Help Get Input From Your Students

One of the primary goals of InTeGrate is to develop curricula that will dramatically increase Earth literacy of all undergraduate students. In order to achieve that goal, we are developing curricular materials that promote learning about Earth in the context of societal issues, which we believe provides motivation and context for that learning.

As we develop these materials, we want to hear from students about the issues that are important to them. What is a compelling question related to sustainability and the Earth for an economics major? For a pre-service elementary teacher? For a biologist? What classroom experiences have been most meaningful for these students in their geoscience classes and their programs in general? What skills and knowledge will help them find a place in a workforce increasingly focused on sustainability and societal issues?

We need your help getting input from the broadest possible range of students.

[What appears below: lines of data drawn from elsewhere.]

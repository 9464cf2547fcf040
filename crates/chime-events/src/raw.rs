//! Raw session-log record shapes, used only during classification.
//!
//! Records are free-form; every sub-object here is optional and every
//! field is defaulted so that lookups into absent structure simply miss
//! instead of failing the whole line.

use serde::Deserialize;
use serde_json::Value;

/// Top-level envelope of every session log record.
#[derive(Debug, Default, Deserialize)]
pub(crate) struct RawRecord {
    #[serde(default, rename = "type")]
    pub kind: String,
    #[serde(default, rename = "sessionId")]
    pub session_id: String,
    #[serde(default)]
    pub timestamp: String,
    #[serde(default)]
    pub cwd: String,
    #[serde(default)]
    pub message: Option<RawMessage>,
    #[serde(default)]
    pub data: Option<RawProgressData>,
}

/// The `message` field present on assistant and user records.
#[derive(Debug, Default, Deserialize)]
pub(crate) struct RawMessage {
    #[serde(default)]
    pub content: Vec<RawContent>,
}

/// A single element of a message content array.
#[derive(Debug, Default, Deserialize)]
pub(crate) struct RawContent {
    #[serde(default, rename = "type")]
    pub kind: String,
    // tool_use fields
    #[serde(default)]
    pub name: String,
    #[serde(default)]
    pub input: Value,
    // tool_result fields
    #[serde(default)]
    pub is_error: bool,
}

/// The `data` object inside progress records.
#[derive(Debug, Default, Deserialize)]
pub(crate) struct RawProgressData {
    #[serde(default, rename = "type")]
    pub kind: String,
    /// Set when the parent session is relaying subagent activity.
    #[serde(default)]
    pub message: Option<Value>,
}
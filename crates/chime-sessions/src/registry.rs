//! Bookkeeping for which files are currently being tailed.

use std::collections::HashMap;
use std::path::{Path, PathBuf};
use std::sync::Arc;

use tokio::sync::{Mutex, Notify};

/// Registry of actively tailed paths.
///
/// Invariant: exactly one tailer per path. [`TailRegistry::begin`] is a
/// compare-and-insert, and the only code path that removes an entry is the
/// owning tailer's exit, so the key set always mirrors the set of live
/// tailer tasks.
///
/// Each entry holds the wake signal used to resume that path's tailer
/// after a write lands. [`Notify`] stores a single permit, so a wake
/// delivered while the tailer is mid-read is not lost.
#[derive(Debug, Default)]
pub struct TailRegistry {
    inner: Mutex<HashMap<PathBuf, Arc<Notify>>>,
}

impl TailRegistry {
    /// Create an empty registry.
    #[must_use]
    pub fn new() -> Self {
        Self::default()
    }

    /// Claim `path` for a new tailer.
    ///
    /// Returns the wake signal the tailer must observe, or `None` when the
    /// path is already claimed.
    pub async fn begin(&self, path: &Path) -> Option<Arc<Notify>> {
        let mut inner = self.inner.lock().await;
        if inner.contains_key(path) {
            return None;
        }
        let wake = Arc::new(Notify::new());
        inner.insert(path.to_path_buf(), Arc::clone(&wake));
        Some(wake)
    }

    /// Release `path`. Called by the owning tailer as its final step.
    pub async fn finish(&self, path: &Path) {
        self.inner.lock().await.remove(path);
    }

    /// Wake the tailer for `path`, if one exists.
    pub async fn notify_write(&self, path: &Path) {
        let wake = self.inner.lock().await.get(path).cloned();
        if let Some(wake) = wake {
            wake.notify_one();
        }
    }

    /// Whether `path` currently has a live tailer.
    pub async fn is_tailing(&self, path: &Path) -> bool {
        self.inner.lock().await.contains_key(path)
    }

    /// Number of live tailers.
    pub async fn len(&self) -> usize {
        self.inner.lock().await.len()
    }

    /// Whether no tailers are live.
    pub async fn is_empty(&self) -> bool {
        self.inner.lock().await.is_empty()
    }
}
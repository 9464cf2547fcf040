//! # chime-cli
//!
//! Command-line interface for chime: argument parsing and the `serve` and
//! `packs` commands. The binary entrypoint lives in `main.rs`.

#![forbid(unsafe_code)]

pub mod cli;
pub mod commands;
pub mod error;

pub use error::CliError;
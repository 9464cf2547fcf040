//! # chime-sessions
//!
//! Watches a directory tree of Claude Code session logs (JSONL files) and
//! tails them, forwarding classified [`ChimeEvent`](chime_events::ChimeEvent)s
//! to a bounded channel.
//!
//! Layout expected under the watch root:
//!
//! ```text
//! root/
//!   <project>/
//!     <session-id>.jsonl
//!     <session-id>/
//!       subagents/
//!         agent-<id>.jsonl
//! ```
//!
//! [`SessionWatcher`] owns the filesystem watcher and spawns one
//! [`Tailer`](tailer) task per discovered file; the [`TailRegistry`]
//! guarantees there is never more than one tailer per path. Everything
//! observes a single shared [`CancellationToken`](tokio_util::sync::CancellationToken),
//! so shutdown is one idempotent call.

#![forbid(unsafe_code)]

mod registry;
mod tailer;
mod watcher;

pub use registry::TailRegistry;
pub use watcher::{SessionWatcher, WatchError};
//! Shared state for the chime server.

use std::path::{Path, PathBuf};
use std::sync::Arc;

use crate::hub::Hub;

/// State shared by every request handler.
///
/// The config and pack surfaces are plain filesystem paths — they share the
/// router with the hub but none of its mutable state.
#[derive(Debug)]
pub struct AppState {
    hub: Arc<Hub>,
    config_path: PathBuf,
    packs_dir: PathBuf,
    assets_dir: PathBuf,
}

impl AppState {
    /// Create server state rooted at the given paths.
    pub fn new(
        config_path: impl Into<PathBuf>,
        packs_dir: impl Into<PathBuf>,
        assets_dir: impl Into<PathBuf>,
    ) -> Self {
        Self {
            hub: Arc::new(Hub::new()),
            config_path: config_path.into(),
            packs_dir: packs_dir.into(),
            assets_dir: assets_dir.into(),
        }
    }

    /// The broadcast hub.
    #[must_use]
    pub fn hub(&self) -> Arc<Hub> {
        Arc::clone(&self.hub)
    }

    /// Location of the persisted configuration file.
    #[must_use]
    pub fn config_path(&self) -> &Path {
        &self.config_path
    }

    /// Directory containing installed sound packs.
    #[must_use]
    pub fn packs_dir(&self) -> &Path {
        &self.packs_dir
    }

    /// Directory containing the static browser UI.
    #[must_use]
    pub fn assets_dir(&self) -> &Path {
        &self.assets_dir
    }
}
//! The `chime serve` command: config, watcher, and server wired together.

use std::net::SocketAddr;

use chime_config::Config;
use chime_server::{ChimeServer, ServerConfig, EVENT_QUEUE_CAPACITY};
use chime_sessions::SessionWatcher;
use tokio::sync::mpsc;
use tokio_util::sync::CancellationToken;
use tracing::{error, info};

use crate::cli::ServeArgs;
use crate::error::CliError;

/// Run the server until Ctrl-C or a fatal error.
///
/// Command-line flags override the config file, which overrides defaults.
/// The session watcher and the HTTP server share one cancellation token:
/// Ctrl-C, a bind failure, or a watcher-init failure each cancel it, and
/// every task unwinds from its next suspension point.
pub async fn run(args: &ServeArgs) -> Result<(), CliError> {
    let config_path = args
        .config
        .clone()
        .unwrap_or_else(chime_config::default_path);
    let config = Config::load(&config_path)?;

    let port = args.port.unwrap_or(config.port);
    let watch_root =
        chime_config::expand_tilde(args.watch_path.as_deref().unwrap_or(&config.watch_path));

    // Loopback only: chime is a local tool with no authentication.
    let bind_addr = SocketAddr::from(([127, 0, 0, 1], port));
    let server_config = ServerConfig::new(bind_addr)
        .with_config_path(config_path)
        .with_assets_dir(args.assets.clone());

    let (events_tx, events_rx) = mpsc::channel(EVENT_QUEUE_CAPACITY);
    let cancel = CancellationToken::new();

    info!(root = %watch_root.display(), "starting session watcher");
    let watcher = SessionWatcher::new(watch_root, events_tx, cancel.clone());
    let watcher_cancel = cancel.clone();
    let watcher_task = tokio::spawn(async move {
        let result = watcher.run().await;
        if let Err(e) = &result {
            error!(error = %e, "session watcher failed");
            // Without the watcher there is nothing to stream; take the
            // server down too.
            watcher_cancel.cancel();
        }
        result
    });

    let ctrl_c_cancel = cancel.clone();
    tokio::spawn(async move {
        if tokio::signal::ctrl_c().await.is_ok() {
            info!("shutting down");
            ctrl_c_cancel.cancel();
        }
    });

    println!("chime listening on http://localhost:{port}");
    let server = ChimeServer::new(server_config, events_rx);
    let served = server.serve(cancel.clone()).await;

    // Make sure the watcher and every tailer unwind before reporting.
    cancel.cancel();
    let watched = watcher_task.await;

    served?;
    if let Ok(result) = watched {
        result?;
    }
    Ok(())
}
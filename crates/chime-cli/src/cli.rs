//! Command-line argument parsing with clap.

use std::path::PathBuf;

use clap::{Args, Parser, Subcommand};

/// chime — plays your coding agent's session activity as sound.
#[derive(Parser, Debug, Clone)]
#[command(name = "chime")]
#[command(version, about, long_about = None)]
pub struct Cli {
    /// Subcommand to execute.
    #[command(subcommand)]
    pub command: Commands,
}

/// Top-level subcommands.
#[derive(Subcommand, Debug, Clone)]
pub enum Commands {
    /// Start the chime server and open the event stream.
    Serve(ServeArgs),

    /// Manage sound packs.
    Packs {
        /// Packs subcommand; plain `chime packs` lists them.
        #[command(subcommand)]
        command: Option<PacksCommands>,
    },
}

/// Arguments for `chime serve`.
#[derive(Args, Debug, Clone)]
pub struct ServeArgs {
    /// Port to listen on (overrides the config file).
    #[arg(short, long)]
    pub port: Option<u16>,

    /// Session log root to watch (overrides the config file).
    #[arg(long)]
    pub watch_path: Option<String>,

    /// Config file location.
    #[arg(long, env = "CHIME_CONFIG")]
    pub config: Option<PathBuf>,

    /// Directory of static browser UI assets.
    #[arg(long, default_value = "web")]
    pub assets: PathBuf,
}

/// Sound pack subcommands.
#[derive(Subcommand, Debug, Clone)]
pub enum PacksCommands {
    /// List installed packs and what can be downloaded.
    List,

    /// Download a pack from the registry.
    Install {
        /// Pack slug to install.
        name: String,
    },
}

#[cfg(test)]
mod tests {
    use super::*;

    #[test]
    fn cli_parses_serve() {
        let cli = Cli::parse_from(["chime", "serve"]);
        match cli.command {
            Commands::Serve(args) => {
                assert!(args.port.is_none());
                assert!(args.watch_path.is_none());
                assert_eq!(args.assets, PathBuf::from("web"));
            }
            Commands::Packs { .. } => panic!("expected serve command"),
        }
    }

    #[test]
    fn cli_respects_port_flag() {
        let cli = Cli::parse_from(["chime", "serve", "-p", "4100"]);
        match cli.command {
            Commands::Serve(args) => assert_eq!(args.port, Some(4100)),
            Commands::Packs { .. } => panic!("expected serve command"),
        }
    }

    #[test]
    fn cli_respects_watch_path_flag() {
        let cli = Cli::parse_from(["chime", "serve", "--watch-path", "/tmp/logs"]);
        match cli.command {
            Commands::Serve(args) => assert_eq!(args.watch_path.as_deref(), Some("/tmp/logs")),
            Commands::Packs { .. } => panic!("expected serve command"),
        }
    }

    #[test]
    fn cli_parses_bare_packs() {
        let cli = Cli::parse_from(["chime", "packs"]);
        match cli.command {
            Commands::Packs { command } => assert!(command.is_none()),
            Commands::Serve(_) => panic!("expected packs command"),
        }
    }

    #[test]
    fn cli_parses_packs_install() {
        let cli = Cli::parse_from(["chime", "packs", "install", "arcademix"]);
        match cli.command {
            Commands::Packs {
                command: Some(PacksCommands::Install { name }),
            } => assert_eq!(name, "arcademix"),
            _ => panic!("expected packs install command"),
        }
    }
}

We hope to make this as easy for you as possible, while still getting plenty of input from students. Here's what we are looking for:

  1. Download this document (Microsoft Word 2007 (.docx) 461kB Feb10 14), which contains all of these directions.
  2. Bring a group or groups of students together however you can. You can take a few minutes of class time, go to a club meeting, sit down with students at lunch, or whatever works best for you. Keep in mind that we are looking for input from diverse students: students in all majors, undergraduate and graduate, geoscience and non-geoscience.
  3. Record some demographic data about who is in your group. We don't need names or email addresses, but we're interested in the number of students, their majors or disciplines, and what kind of degree program they are in. The demographic questions are listed in the word document (Microsoft Word 2007 (.docx) 461kB Feb10 14) and in the upload form.
  4. Give a brief overview of InTeGrate. If you are in a classroom, feel free to show the website. But that's not necessary – we've written out a brief introduction (on the second page of the document you downloaded) that you can give to get the conversation going.
  5. Ask the questions we've outlined (also listed in the document (Microsoft Word 2007 (.docx) 461kB Feb10 14) you downloaded) and take notes on what you hear. We've separated these according to discipline: geoscience students and non-geoscience students. We realize that you might be talking to a mixed group, and that's fine – you can pull questions from both sets as you go.
  6. You can take notes directly in the document (Microsoft Word 2007 (.docx) 461kB Feb10 14), or take them by hand and summarize them in the word document later. You might consider asking one of the students or a colleague to take notes while you lead the conversation, since it can be hard to do both at the same time.
  7. Upload their input and the demographic data you collected to the website. Feel free to upload additional documentation, such as photographs or graphics, that supplement their input.